Attributed to John Verelst, Elihu Yale with Members of his Family and an Enslaved Child, ca. 1719. Oil on canvas. Yale Centre for British Art, Gift of Andrew Cavendish, eleventh Duke of Devonshire.
This rendering of the oil canvas of Elihu Yale (1649–1721) displays his wealth, grandeur, and prestige near the end of his life. The accompanying unnamed and collared enslaved child, like Yale, represented the expansive network of the British empire, though they characterized two very distinct poles of early modern globalization. Yale was born in New England in 1649 to a family who moved to Britain when he was a child. He spent his administrative career in India, and returned to England and Wales to see out his days as a wealthy retiree. A significant change that occurred over the course of Yale’s life was Britain’s emergence as a dominant force in the Atlantic, and with that, the establishment of a Triangular Trade. By the eighteenth century, Britain’s economy was inexorably bound to chattel slavery, and London awash with its profits. Elihu Yale was product of a rapidly changing and increasingly connected world. In contrast, the unnamed and collared enslaved child represented the growing population of enslaved people, whose commodified bodies and labor financed some men’s status and wealth.

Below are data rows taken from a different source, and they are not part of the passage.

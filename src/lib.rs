//! kitpm - Kit Package Manager
//!
//! Installs UI kit components from a static, version-pinned registry into a
//! project, and keeps enough state to re-apply upstream changes later without
//! clobbering local edits.
//!
//! # Architecture Overview
//!
//! - `kitpm.toml` is the project ledger: the pinned upstream ref, where
//!   upstream lives, how paths and imports map into the project, and one entry
//!   per installed component with per-file checksums
//! - `registry/index.toml` upstream lists every item with its files and
//!   declared dependencies
//! - Components are copied, not linked: once installed, files belong to the
//!   project and may be edited
//!
//! The pipeline for `kitpm add`:
//!
//! ```text
//! item names -> core::parse_items -> resolver -> fetch (concurrent)
//!            -> installer (alias paths, import rewriting, checksums) -> ledger
//! ```
//!
//! `kitpm update` runs the same front half, then hands each component to the
//! [`update`] engine, which compares local files against both upstream content
//! and the recorded checksums before deciding what to write.
//!
//! # Modules
//!
//! ## Core
//! - [`core`] - error types and the item-name parser
//! - [`registry`] - registry entries, the lookup trait and the TOML index
//! - [`resolver`] - dependency resolution, cycle and missing detection, ordering
//!
//! ## Project State
//! - [`ledger`] - the `kitpm.toml` ledger, its migration and atomic persistence
//! - [`workspace`] - the file access seam shared by installer and update engine
//!
//! ## Operations
//! - [`fetch`] - upstream sources and the concurrent, retrying fetch service
//! - [`installer`] - writing components into the project
//! - [`update`] - the per-file update state machine and line diffs
//!
//! ## Supporting Modules
//! - [`cli`] - command-line interface
//! - [`config`] - user-wide settings (`~/.kitpm/config.toml`)
//! - [`constants`] - shared defaults
//! - [`utils`] - atomic writes, progress bars, project locking
//!
//! # Ledger Format (kitpm.toml)
//!
//! ```toml
//! schema_version = 2
//! ref = "v1.4.0"
//! import_style = "alias"
//! source = "https://raw.githubusercontent.com/kitpm/registry/{ref}/{path}"
//! import_prefix = "@/"
//!
//! [aliases]
//! primitives = "components/ui"
//! shared = "lib"
//! patterns = "components/patterns"
//! faces = "faces"
//!
//! [[installed]]
//! name = "button"
//! version = "v1.4.0"
//! installed_at = "2026-03-02T10:15:00Z"
//! modified = false
//!
//! [[installed.checksums]]
//! path = "components/ui/button.tsx"
//! checksum = "sha256:..."
//! ```

pub mod cli;
pub mod config;
pub mod constants;
pub mod core;
pub mod fetch;
pub mod installer;
pub mod ledger;
pub mod registry;
pub mod resolver;
pub mod update;
pub mod utils;
pub mod workspace;
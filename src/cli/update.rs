//! Re-apply upstream content to installed items.
//!
//! ```bash
//! kitpm update                  # every installed item, at the pinned ref
//! kitpm update button --ref v2  # one item and its dependencies, at v2
//! kitpm update --force          # overwrite local edits without asking
//! kitpm update --format json    # machine-readable report
//! ```
//!
//! Files edited since install are conflicts. On a terminal each conflict is
//! asked about; without one the local file is kept. The project ref only moves
//! when the whole run succeeds.

use anyhow::{Result, anyhow};
use clap::Args;
use colored::Colorize;
use tracing::debug;

use super::common::{
    CommandContext, OutputFormat, canonical_names, ensure_resolvable, fetch_plan, fetch_registry,
    terminal_decision,
};
use crate::core::KitpmError;
use crate::installer::InstallSettings;
use crate::resolver::{DependencyResolver, installation_order};
use crate::update::{
    ComponentUpdateStatus, ConflictPrompt, Decision, FileStatus, SkipReason, UpdateEngine, UpdateOptions, UpdateReport,
};
use crate::utils::ProjectLock;
use crate::workspace::FsWorkspace;

/// Update installed items.
#[derive(Args, Debug, Clone, Default)]
pub struct UpdateCommand {
    /// Items to update (default: every installed item)
    #[arg(value_name = "ITEM")]
    pub items: Vec<String>,

    /// Target ref (default: the project's ref)
    #[arg(long = "ref", value_name = "REF")]
    pub git_ref: Option<String>,

    /// Overwrite locally modified files without asking
    #[arg(short, long)]
    pub force: bool,

    /// Report what would change without writing anything
    #[arg(long)]
    pub dry_run: bool,

    #[arg(long, value_enum, default_value_t = OutputFormat::Text)]
    pub format: OutputFormat,
}

impl UpdateCommand {
    pub async fn execute(self, ctx: &CommandContext) -> Result<()> {
        let _lock = ProjectLock::acquire_with_timeout(&ctx.project_dir, "project", ctx.config.lock_timeout())
            .await?;
        let mut ledger = ctx.require_ledger()?;

        let names: Vec<String> = if self.items.is_empty() {
            ledger.installed.iter().map(|entry| entry.name.clone()).collect()
        } else {
            canonical_names(&self.items)?
        };
        if let Some(name) = names.iter().find(|name| !ledger.is_installed(name)) {
            return Err(KitpmError::NotInstalled {
                name: name.clone(),
            }
            .into());
        }
        if names.is_empty() {
            println!("Nothing installed");
            return Ok(());
        }

        let target = self.git_ref.clone().unwrap_or_else(|| ledger.git_ref.clone());
        let service = ctx.fetch_service(&ledger)?;
        let registry = fetch_registry(&service, &target).await?;

        let resolution = DependencyResolver::new(&registry).resolve_names(&names)?;
        ensure_resolvable(&resolution, &registry)?;
        debug!("Update order at {}: {}", target, installation_order(&resolution).join(", "));
        let plan = resolution.resolved;

        let fetched = fetch_plan(&service, &plan, &target, ctx.config.fetch_concurrency).await;

        let workspace = FsWorkspace::new(&ctx.project_dir).with_dry_run(self.dry_run);
        let engine = UpdateEngine::new(
            &workspace,
            InstallSettings::from_ledger(&ledger).with_ref(&target),
            UpdateOptions {
                force: self.force,
                context_lines: ctx.config.diff_context_lines,
                ..UpdateOptions::default()
            },
        );

        let interactive = self.format == OutputFormat::Text;
        let mut decide = |prompt: &ConflictPrompt<'_>| {
            if interactive { terminal_decision(prompt) } else { Decision::Keep }
        };
        // Conflict prompts block on stdin
        let report = tokio::task::block_in_place(|| engine.run(&plan, &fetched, &mut ledger, &mut decide));

        if !self.dry_run {
            ctx.store.save(&ledger)?;
        }

        match self.format {
            OutputFormat::Json => {
                let output = serde_json::json!({
                    "target_ref": report.target_ref,
                    "dry_run": self.dry_run,
                    "components": report.components,
                    "totals": report.totals(),
                    "exit_code": report.exit_code(),
                });
                println!("{}", serde_json::to_string_pretty(&output)?);
            }
            OutputFormat::Text => print_report(&report, self.dry_run),
        }

        if report.has_errors() {
            return Err(anyhow!("update finished with {} error(s)", report.totals().errors));
        }
        Ok(())
    }
}

fn print_report(report: &UpdateReport, dry_run: bool) {
    for component in &report.components {
        print_component(component);
    }

    let totals = report.totals();
    println!();
    println!(
        "{}{} updated, {} created, {} unchanged or kept, {} conflict(s), {} error(s)",
        if dry_run { "[dry-run] " } else { "" },
        totals.updated,
        totals.created,
        totals.skipped,
        totals.conflicts,
        totals.errors
    );
}

fn print_component(component: &ComponentUpdateStatus) {
    let versions = match &component.current_version {
        Some(current) if *current != component.target_version => {
            format!("{current} → {}", component.target_version)
        }
        Some(current) => current.clone(),
        None => format!("new at {}", component.target_version),
    };
    println!("{} ({})", component.component_name.bold(), versions.dimmed());

    if let Some(error) = &component.error {
        println!("  {} {}", "✗".red(), error);
        return;
    }

    for file in &component.files {
        let label = match (file.status, file.skip_reason) {
            (FileStatus::Updated, _) => "updated".green(),
            (FileStatus::Created, _) => "created".green(),
            (FileStatus::Skipped, Some(SkipReason::KeptLocal)) => "kept local".yellow(),
            (FileStatus::Skipped, _) => "unchanged".dimmed(),
            (FileStatus::Conflict, _) => "conflict".yellow(),
            (FileStatus::Error, _) => "error".red(),
        };
        let summary = file.diff_summary.map(|s| format!(" (+{} -{})", s.added, s.removed)).unwrap_or_default();
        println!("  {label:>10} {}{}", file.path, summary.dimmed());
        if let Some(error) = &file.error {
            println!("             {}", error.red());
        }
    }

    if component.skipped {
        println!("  {}", "skipped by request".yellow());
    }
}
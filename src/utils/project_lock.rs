//! Project-level file locking for cross-process coordination.
//!
//! Commands that write components or the ledger hold an exclusive lock at
//! `{project_dir}/.kitpm/.locks/{lock_name}.lock` for their whole run, so two
//! concurrent `kitpm` processes never interleave writes. The lock is released and
//! the lock file removed when the [`ProjectLock`] is dropped.
//!
//! File operations run under `spawn_blocking` to keep the tokio workers free.

use crate::constants::{
    MAX_BACKOFF_DELAY_MS, STARTING_BACKOFF_DELAY_MS, STATE_DIR_NAME, default_lock_timeout,
};
use anyhow::{Context, Result};
use fs4::fs_std::FileExt;
use std::fs::{File, OpenOptions};
use std::path::{Path, PathBuf};
use std::sync::Arc;
use std::time::Duration;
use tokio_retry::strategy::ExponentialBackoff;
use tracing::debug;

/// An exclusive, process-safe lock on a project.
///
/// # Example
///
/// ```rust,no_run
/// use kitpm_cli::utils::project_lock::ProjectLock;
/// use std::path::Path;
///
/// # async fn example() -> anyhow::Result<()> {
/// let _lock = ProjectLock::acquire(Path::new("."), "project").await?;
/// // write components and the ledger...
/// # Ok(())
/// # }
/// ```
#[derive(Debug)]
pub struct ProjectLock {
    /// The lock is held for as long as this handle is open
    _file: Arc<File>,
    lock_name: String,
    lock_path: PathBuf,
}

impl Drop for ProjectLock {
    fn drop(&mut self) {
        debug!(lock_name = %self.lock_name, "Project lock released");
        if let Err(e) = std::fs::remove_file(&self.lock_path)
            && e.kind() != std::io::ErrorKind::NotFound
        {
            debug!(lock_name = %self.lock_name, error = %e, "Failed to remove lock file");
        }
    }
}

impl ProjectLock {
    /// Acquire the named lock with the default timeout.
    pub async fn acquire(project_dir: &Path, lock_name: &str) -> Result<Self> {
        Self::acquire_with_timeout(project_dir, lock_name, default_lock_timeout()).await
    }

    /// Acquire the named lock, polling with exponential backoff (10ms up to
    /// 500ms) until `timeout` elapses.
    pub async fn acquire_with_timeout(
        project_dir: &Path,
        lock_name: &str,
        timeout: Duration,
    ) -> Result<Self> {
        let display_name = format!("project:{lock_name}");
        debug!(lock_name = %display_name, "Waiting for project lock");

        let locks_dir = project_dir.join(STATE_DIR_NAME).join(".locks");
        tokio::fs::create_dir_all(&locks_dir).await.with_context(|| {
            format!("Failed to create project locks directory: {}", locks_dir.display())
        })?;

        let lock_path = locks_dir.join(format!("{lock_name}.lock"));

        let open_path = lock_path.clone();
        let file = tokio::task::spawn_blocking(move || {
            OpenOptions::new().create(true).write(true).truncate(false).open(&open_path)
        })
        .await
        .with_context(|| "spawn_blocking panicked")?
        .with_context(|| format!("Failed to open lock file: {}", lock_path.display()))?;
        let file = Arc::new(file);

        let start = std::time::Instant::now();
        let backoff = ExponentialBackoff::from_millis(STARTING_BACKOFF_DELAY_MS)
            .max_delay(Duration::from_millis(MAX_BACKOFF_DELAY_MS));

        for delay in backoff {
            let candidate = Arc::clone(&file);
            let locked = tokio::task::spawn_blocking(move || candidate.try_lock_exclusive())
                .await
                .with_context(|| "spawn_blocking panicked")?;

            match locked {
                Ok(true) => {
                    debug!(
                        lock_name = %display_name,
                        wait_ms = start.elapsed().as_millis(),
                        "Project lock acquired"
                    );
                    return Ok(Self {
                        _file: file,
                        lock_name: display_name,
                        lock_path,
                    });
                }
                Ok(false) | Err(_) => {
                    let remaining = timeout.saturating_sub(start.elapsed());
                    if remaining.is_zero() {
                        break;
                    }
                    tokio::time::sleep(delay.min(remaining)).await;
                }
            }
        }

        Err(anyhow::anyhow!(
            "Timeout acquiring project lock '{lock_name}' after {timeout:?}. \
             Another kitpm process may be running in this project."
        ))
    }
}
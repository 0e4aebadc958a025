//! Shared fixtures for kitpm integration tests.
//!
//! Every test gets a [`TestProject`]: a temporary project directory, an
//! isolated global config path and a local registry laid out per ref
//! (`<registry>/<ref>/registry/index.toml`), so no test touches the network or
//! the user's home directory.

// Not every helper is used by every test module
#![allow(dead_code)]

use anyhow::{Context, Result};
use assert_cmd::Command;
use std::fs;
use std::path::{Path, PathBuf};
use tempfile::TempDir;

/// One file of a registry item: logical path and upstream content.
pub struct FixtureFile {
    pub path: String,
    pub content: String,
}

/// A registry item written into a fixture index.
pub struct FixtureItem {
    pub name: String,
    pub dependencies: Vec<String>,
    pub files: Vec<FixtureFile>,
}

impl FixtureItem {
    pub fn new(name: &str) -> Self {
        Self {
            name: name.to_string(),
            dependencies: Vec::new(),
            files: Vec::new(),
        }
    }

    pub fn depends_on(mut self, names: &[&str]) -> Self {
        self.dependencies.extend(names.iter().map(|n| (*n).to_string()));
        self
    }

    pub fn file(mut self, path: &str, content: &str) -> Self {
        self.files.push(FixtureFile {
            path: path.to_string(),
            content: content.to_string(),
        });
        self
    }
}

/// A temporary project wired to a local registry.
pub struct TestProject {
    _temp_dir: TempDir,
    project_dir: PathBuf,
    registry_dir: PathBuf,
    config_path: PathBuf,
}

impl TestProject {
    pub fn new() -> Result<Self> {
        let temp_dir = TempDir::new()?;
        let project_dir = temp_dir.path().join("project");
        let registry_dir = temp_dir.path().join("registry");
        fs::create_dir_all(&project_dir)?;
        fs::create_dir_all(&registry_dir)?;

        Ok(Self {
            config_path: temp_dir.path().join("config.toml"),
            _temp_dir: temp_dir,
            project_dir,
            registry_dir,
        })
    }

    pub fn project_path(&self) -> &Path {
        &self.project_dir
    }

    /// The `source` value pointing at the per-ref registry directories.
    pub fn source_setting(&self) -> String {
        self.registry_dir.join("{ref}").to_string_lossy().into_owned()
    }

    /// Write the registry index and item files for `git_ref`.
    pub fn publish(&self, git_ref: &str, items: &[FixtureItem]) -> Result<()> {
        let root = self.registry_dir.join(git_ref).join("registry");
        fs::create_dir_all(&root)?;

        let mut index = String::new();
        for item in items {
            index.push_str("[[items]]\n");
            index.push_str(&format!("name = {:?}\n", item.name));
            let deps: Vec<String> = item.dependencies.iter().map(|d| format!("{d:?}")).collect();
            index.push_str(&format!("dependencies = [{}]\n", deps.join(", ")));
            for file in &item.files {
                index.push_str(&format!("\n[[items.files]]\npath = {:?}\n", file.path));
                let target = root.join(&file.path);
                if let Some(parent) = target.parent() {
                    fs::create_dir_all(parent)?;
                }
                fs::write(&target, &file.content)
                    .with_context(|| format!("writing fixture {}", target.display()))?;
            }
            index.push('\n');
        }
        fs::write(root.join("index.toml"), index)?;
        Ok(())
    }

    /// A `kitpm` invocation scoped to this project.
    pub fn kitpm(&self) -> Command {
        let mut cmd = Command::cargo_bin("kitpm").expect("kitpm binary is built");
        cmd.arg("--project-dir")
            .arg(&self.project_dir)
            .arg("--config")
            .arg(&self.config_path)
            .arg("--no-progress")
            .env("NO_COLOR", "1")
            .env("CLICOLOR", "0")
            .env_remove("CLICOLOR_FORCE")
            .env_remove("RUST_LOG")
            .env_remove("KITPM_CONFIG");
        cmd
    }

    /// Run `kitpm init` against the local registry at `git_ref`.
    pub fn init(&self, git_ref: &str) -> Result<()> {
        self.kitpm()
            .args(["init", "--ref", git_ref, "--source"])
            .arg(self.source_setting())
            .assert()
            .success();
        Ok(())
    }

    pub fn read_file(&self, relative: &str) -> Result<String> {
        let path = self.project_dir.join(relative);
        fs::read_to_string(&path).with_context(|| format!("reading {}", path.display()))
    }

    pub fn write_file(&self, relative: &str, content: &str) -> Result<()> {
        let path = self.project_dir.join(relative);
        if let Some(parent) = path.parent() {
            fs::create_dir_all(parent)?;
        }
        fs::write(path, content)?;
        Ok(())
    }

    pub fn file_exists(&self, relative: &str) -> bool {
        self.project_dir.join(relative).exists()
    }

    /// The ledger parsed as plain TOML.
    pub fn ledger(&self) -> Result<toml::Table> {
        let content = self.read_file("kitpm.toml")?;
        Ok(toml::from_str(&content)?)
    }

    /// The ledger entry for `name`, if installed.
    pub fn ledger_entry(&self, name: &str) -> Result<Option<toml::Table>> {
        let ledger = self.ledger()?;
        let installed = ledger.get("installed").and_then(|v| v.as_array()).cloned().unwrap_or_default();
        Ok(installed.into_iter().filter_map(|v| v.as_table().cloned()).find(|entry| {
            entry.get("name").and_then(|n| n.as_str()) == Some(name)
        }))
    }
}

/// A small UI kit: a shared helper, two primitives and a pattern using both.
pub fn starter_kit() -> Vec<FixtureItem> {
    vec![
        FixtureItem::new("shared/utils").file(
            "shared/utils.ts",
            "export function cn(...classes: string[]) {\n  return classes.filter(Boolean).join(\" \");\n}\n",
        ),
        FixtureItem::new("button").depends_on(&["shared/utils"]).file(
            "primitives/button.tsx",
            "import { cn } from \"@registry/shared/utils\";\n\nexport function Button() {\n  return <button className={cn(\"btn\")} />;\n}\n",
        ),
        FixtureItem::new("input").depends_on(&["shared/utils"]).file(
            "primitives/input.tsx",
            "import { cn } from \"@registry/shared/utils\";\n\nexport function Input() {\n  return <input className={cn(\"input\")} />;\n}\n",
        ),
        FixtureItem::new("patterns/login-form").depends_on(&["button", "input"]).file(
            "patterns/login-form.tsx",
            "import { Button } from \"@registry/primitives/button\";\nimport { Input } from \"@registry/primitives/input\";\n\nexport function LoginForm() {\n  return <form><Input /><Button /></form>;\n}\n",
        ),
    ]
}
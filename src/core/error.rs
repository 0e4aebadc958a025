//! Error handling for kitpm
//!
//! This module provides the strongly-typed error enum used across the crate and
//! the user-facing rendering of errors for the CLI. The error system follows two
//! principles:
//! 1. **Strongly-typed errors** for precise handling in code
//! 2. **User-friendly messages** with actionable suggestions for CLI users
//!
//! # Architecture
//!
//! - [`KitpmError`] - Enumerated error types for every failure mode
//! - [`ErrorContext`] - Wrapper adding details and a suggestion for display
//! - [`user_friendly_error`] - Converts any [`anyhow::Error`] into an [`ErrorContext`]
//!
//! # Error Categories
//!
//! - **Input**: [`KitpmError::InvalidItemName`], [`KitpmError::ItemNotFound`]
//! - **Resolution**: [`KitpmError::CircularDependency`], [`KitpmError::MissingDependency`],
//!   [`KitpmError::ResolverInternal`]
//! - **Transport**: [`KitpmError::Fetch`]
//! - **Project state**: [`KitpmError::LedgerCorruption`], [`KitpmError::LedgerNotFound`],
//!   [`KitpmError::FileWrite`]
//!
//! Missing and circular dependencies are normally reported as data inside a
//! [`ResolutionResult`](crate::resolver::ResolutionResult); the variants exist so
//! a caller that decides to abort can say why.
//!
//! # Examples
//!
//! ```rust,no_run
//! use kitpm_cli::core::{KitpmError, ErrorContext};
//!
//! let context = ErrorContext::new(KitpmError::LedgerNotFound {
//!     path: "kitpm.toml".to_string(),
//! })
//! .with_suggestion("Run 'kitpm init' to create one");
//!
//! context.display();
//! ```

use colored::Colorize;
use std::fmt;
use thiserror::Error;

/// The main error type for kitpm operations.
///
/// Each variant carries enough context (item names, refs, paths) for the CLI to
/// explain the failure without consulting logs.
#[derive(Error, Debug)]
pub enum KitpmError {
    /// An item name could not be parsed (empty input).
    #[error("Invalid item name: '{raw}'")]
    InvalidItemName {
        /// The raw string that was rejected
        raw: String,
    },

    /// A requested item does not exist in the registry.
    #[error("Item '{name}' not found in the registry")]
    ItemNotFound {
        /// Canonical registry name that was looked up
        name: String,
    },

    /// A requested item is not present in the project ledger.
    #[error("Item '{name}' is not installed")]
    NotInstalled {
        /// Canonical registry name
        name: String,
    },

    /// Dependency cycle detected while resolving.
    ///
    /// Example: `button` depends on `modal`, which depends on `button`.
    #[error("Circular dependency detected: {chain}")]
    CircularDependency {
        /// Rendered cycle path, e.g. `button → modal → button`
        chain: String,
    },

    /// A declared dependency is absent from the registry.
    #[error("Dependency '{name}' required by '{requested_by}' is missing from the registry")]
    MissingDependency {
        /// Item that declared the dependency
        requested_by: String,
        /// Name of the missing dependency
        name: String,
    },

    /// The registry lookup failed in a way the resolver cannot treat as data.
    #[error("Registry lookup failed for '{name}': {reason}")]
    ResolverInternal {
        /// Item being looked up when the failure happened
        name: String,
        /// Underlying failure
        reason: String,
    },

    /// The registry index could not be parsed or failed validation.
    #[error("Invalid registry index: {reason}")]
    RegistryIndexInvalid {
        /// Why the index was rejected
        reason: String,
    },

    /// Fetching an item's files from the upstream source failed.
    #[error("Failed to fetch '{item}' at ref '{git_ref}': {reason}")]
    Fetch {
        /// Item whose files were being fetched
        item: String,
        /// Upstream ref
        git_ref: String,
        /// Transport-level cause
        reason: String,
    },

    /// Writing an installed file failed.
    #[error("Failed to write '{path}': {reason}")]
    FileWrite {
        /// Project-relative path of the file
        path: String,
        /// Underlying I/O failure
        reason: String,
    },

    /// The ledger exists but cannot be read or parsed.
    ///
    /// This is always fatal: kitpm never silently resets user state.
    #[error("Ledger file {file} is corrupted: {reason}")]
    LedgerCorruption {
        /// Path to the ledger file
        file: String,
        /// Parse or read failure
        reason: String,
    },

    /// No ledger exists where one is required.
    #[error("No kitpm ledger found at {path}")]
    LedgerNotFound {
        /// Path that was checked
        path: String,
    },

    /// The ledger was written by a newer kitpm.
    #[error("Ledger schema version {found} is newer than supported version {supported}")]
    LedgerVersionTooNew {
        /// Schema version found in the file
        found: u32,
        /// Newest schema version this build understands
        supported: u32,
    },

    /// Configuration error
    #[error("Configuration error: {message}")]
    ConfigError {
        /// Description of the configuration error
        message: String,
    },

    /// IO error
    #[error("IO error: {0}")]
    IoError(#[from] std::io::Error),

    /// TOML parsing error
    #[error("TOML parsing error: {0}")]
    TomlError(#[from] toml::de::Error),

    /// TOML serialization error
    #[error("TOML serialization error: {0}")]
    TomlSerError(#[from] toml::ser::Error),

    /// Other error
    #[error("{message}")]
    Other {
        /// Generic error message
        message: String,
    },
}

impl Clone for KitpmError {
    fn clone(&self) -> Self {
        match self {
            Self::InvalidItemName {
                raw,
            } => Self::InvalidItemName {
                raw: raw.clone(),
            },
            Self::ItemNotFound {
                name,
            } => Self::ItemNotFound {
                name: name.clone(),
            },
            Self::NotInstalled {
                name,
            } => Self::NotInstalled {
                name: name.clone(),
            },
            Self::CircularDependency {
                chain,
            } => Self::CircularDependency {
                chain: chain.clone(),
            },
            Self::MissingDependency {
                requested_by,
                name,
            } => Self::MissingDependency {
                requested_by: requested_by.clone(),
                name: name.clone(),
            },
            Self::ResolverInternal {
                name,
                reason,
            } => Self::ResolverInternal {
                name: name.clone(),
                reason: reason.clone(),
            },
            Self::RegistryIndexInvalid {
                reason,
            } => Self::RegistryIndexInvalid {
                reason: reason.clone(),
            },
            Self::Fetch {
                item,
                git_ref,
                reason,
            } => Self::Fetch {
                item: item.clone(),
                git_ref: git_ref.clone(),
                reason: reason.clone(),
            },
            Self::FileWrite {
                path,
                reason,
            } => Self::FileWrite {
                path: path.clone(),
                reason: reason.clone(),
            },
            Self::LedgerCorruption {
                file,
                reason,
            } => Self::LedgerCorruption {
                file: file.clone(),
                reason: reason.clone(),
            },
            Self::LedgerNotFound {
                path,
            } => Self::LedgerNotFound {
                path: path.clone(),
            },
            Self::LedgerVersionTooNew {
                found,
                supported,
            } => Self::LedgerVersionTooNew {
                found: *found,
                supported: *supported,
            },
            Self::ConfigError {
                message,
            } => Self::ConfigError {
                message: message.clone(),
            },
            // For errors that don't implement Clone, convert to Other
            Self::IoError(e) => Self::Other {
                message: format!("IO error: {e}"),
            },
            Self::TomlError(e) => Self::Other {
                message: format!("TOML parsing error: {e}"),
            },
            Self::TomlSerError(e) => Self::Other {
                message: format!("TOML serialization error: {e}"),
            },
            Self::Other {
                message,
            } => Self::Other {
                message: message.clone(),
            },
        }
    }
}
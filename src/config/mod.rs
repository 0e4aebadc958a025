//! Configuration outside the project ledger.
//!
//! Project settings (ref, source, aliases, import style) live in the ledger
//! and are handled by [`crate::ledger`]. This module covers the user-wide
//! [`GlobalConfig`].

pub mod global;

pub use global::{CONFIG_PATH_ENV, GlobalConfig};
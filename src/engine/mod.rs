//! Closed-form counting functions over a pair of integers.
//!
//! Every function is total over `i64`: inputs outside a function's domain and
//! results that do not fit in a [`Count`] come back as a [`CountError`] rather
//! than a panic or a wrapped value.

mod choose;
mod derangements;
mod factorial;
mod power;

pub use choose::{combinations, combinations_with_repetition, permutations};
pub use derangements::derangements;
pub use factorial::factorial;
pub use power::power;

use num_traits::One;
use thiserror::Error;

/// Exact result of a counting function.
///
/// `u128` puts the ceiling at `34!` for factorials and at `u128::MAX` for
/// everything else; past that point the functions report
/// [`CountError::Overflow`].
pub type Count = u128;

pub type Outcome = Result<Count, CountError>;

#[derive(Error, Debug, Clone, Copy, PartialEq, Eq)]
pub enum CountError {
    #[error("{quantity}: input outside domain ({reason})")]
    Domain {
        quantity: &'static str,
        reason: &'static str,
    },

    #[error("{quantity}: result exceeds {}", Count::MAX)]
    Overflow { quantity: &'static str },
}

impl CountError {
    pub fn is_domain(&self) -> bool {
        matches!(self, CountError::Domain { .. })
    }

    pub fn is_overflow(&self) -> bool {
        matches!(self, CountError::Overflow { .. })
    }

    /// Rewrites the quantity name, keeping the failure kind.
    ///
    /// Used when one function delegates to another and the error should name
    /// the caller.
    pub(crate) fn within(self, quantity: &'static str) -> Self {
        match self {
            CountError::Domain { reason, .. } => CountError::Domain { quantity, reason },
            CountError::Overflow { .. } => CountError::Overflow { quantity },
        }
    }
}

fn domain(quantity: &'static str, reason: &'static str) -> CountError {
    CountError::Domain { quantity, reason }
}

fn overflow(quantity: &'static str) -> impl Fn() -> CountError {
    move || CountError::Overflow { quantity }
}

/// Converts a validated, non-negative input to a count.
fn to_count(value: i64) -> Count {
    value.unsigned_abs() as Count
}

fn product<I>(quantity: &'static str, factors: I) -> Outcome
where
    I: IntoIterator<Item = Count>,
{
    factors.into_iter().try_fold(Count::one(), |acc, factor| {
        acc.checked_mul(factor).ok_or_else(overflow(quantity))
    })
}

#[cfg(test)]
mod tests {
    use super::*;

    #[test]
    fn test_error_kinds() {
        let err = domain("factorial", "n < 0");
        assert!(err.is_domain());
        assert!(!err.is_overflow());

        let err = overflow("power")();
        assert!(err.is_overflow());
        assert!(!err.is_domain());
    }

    #[test]
    fn test_within_keeps_kind() {
        let err = domain("combinations", "k > n").within("combinationsWithRepetition");
        assert_eq!(
            err,
            CountError::Domain {
                quantity: "combinationsWithRepetition",
                reason: "k > n"
            }
        );

        let err = overflow("combinations")().within("combinationsWithRepetition");
        assert_eq!(
            err,
            CountError::Overflow {
                quantity: "combinationsWithRepetition"
            }
        );
    }

    #[test]
    fn test_product() {
        assert_eq!(product("t", Vec::<Count>::new()), Ok(1));
        assert_eq!(product("t", 1..=5), Ok(120));
        assert_eq!(
            product("t", [Count::MAX, 2]),
            Err(CountError::Overflow { quantity: "t" })
        );
    }

    #[test]
    fn test_error_messages() {
        assert_eq!(
            domain("factorial", "n < 0").to_string(),
            "factorial: input outside domain (n < 0)"
        );
        assert!(overflow("factorial")()
            .to_string()
            .starts_with("factorial: result exceeds 3402823669"));
    }
}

Simultaneously, the East India Company (EIC) continued to grow its influence on the subcontinent of India, and from its factories along the coastlines, oversaw company shipping that–amongst other cargo–carried enslaved people across the Indian Ocean in a slave trade of smaller volume than that of the Atlantic world. In 1688, as Governor and President of Fort St. George, the East India Company factory at Chennai (then known as Madras) Elihu Yale and his council acquiesced to pressure from their Mughal hosts and neighbors to prohibit the purchase or shipping of slaves from Chennai or nearby port upon pain of fines, but it is not clear as to what extent this policy was ever enforced. Nor is it clear to what extent Elihu Yale profited directly from involvement in either the Indian or Atlantic slave trades. And, efforts to uncover this information have been frustrated by the loss of his person papers. Like many EIC operatives Yale certainly enriched himself through private ventures– namely, the extractive and exploitative trade in precious stones, which generated vast wealth off the backs of cheap labor. After being deposed from EIC leadership in 1692, Yale eventually returned to England, where he posed for this portrait. He also responded to donation requests from the Collegiate School of Connecticut, which, in gratitude for gifts that had made him its greatest benefactor, changed its name to Yale College.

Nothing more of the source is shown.